September 28, 2011 – Stamp Collecting



Stamp collecting is one of those hobbies that few kids bother with.  When I was young, I collected stamps and still have most of them.  The collection is not particularly valuable.  Most of the unused stamps from the 1970’s are worth their face value, so when you adjust for inflation, they are worth even less.  But for most kids, stamp collecting was not about their monetary value.  It was about buying the latest commemoratives at the post office and always learning a little something about geography and history.  Stamp collecting was about older family and friends giving you the stamps they received on letters from foreign places.  It was a way kids connected with the wider world.

Over the course of the 2011 Project many of the postage stamps I have saved all these years have made it into the various art pieces.  Today I was going through old stamps and had a startling revelation.  Stamp Collecting made me into a socialist! 

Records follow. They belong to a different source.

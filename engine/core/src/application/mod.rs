// Copyright (c) 2026 100monkeys.ai
// SPDX-License-Identifier: AGPL-3.0

pub mod engine;
pub mod metrics;
pub mod normalizer;
pub mod policy;
pub mod risk;
pub mod safety;
pub mod session;

pub use engine::{EngineDeps, EngineError, IngestOutcome, SentinelEngine};
pub use metrics::{DetectionMetrics, MetricsSnapshot};
pub use normalizer::{EventNormalizer, RejectCounts};
pub use policy::{choose_action, rank_suggestions, Suggestion};
pub use safety::{Authorization, SafetyGate};
pub use session::{run_session, DecisionSession, SessionDeps};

My impressionable young mind was corrupted by the subversive messages on postage stamps.  I am not talking about the images of tractors and factories on stamps from Hungary or the DDR.  The red star emblazoning Soviet stamps had nothing to do with it.  It was all those left wing stamps put out by the U.S. Postal Service.  Under Nixon’s watch, stamps were promoting the U.N., the Peace Corps and even a whole series glorifying postal workers.  Gerald Ford allowed stamps promoting energy conservation and collective bargaining.  And that old lefty Ronald Reagan allowed stamps promoting public education, credit unions and celebrating social security.

Now, seriously, none of these stamps were controversial in their day and there was no reason they should have been.  And anyway, presidents have little say about postage stamps, but can you imagine if any of these stamps had been released during President Obama’s administration?  Fox News et al would be screaming socialism. 

Years later and I am still learning something from stamps.  They are a little history lesson, or even a time capsule.  40 year old stamps from a time when the United States was a country where most of us saw government as a force for good that was improving our country and improving our lives.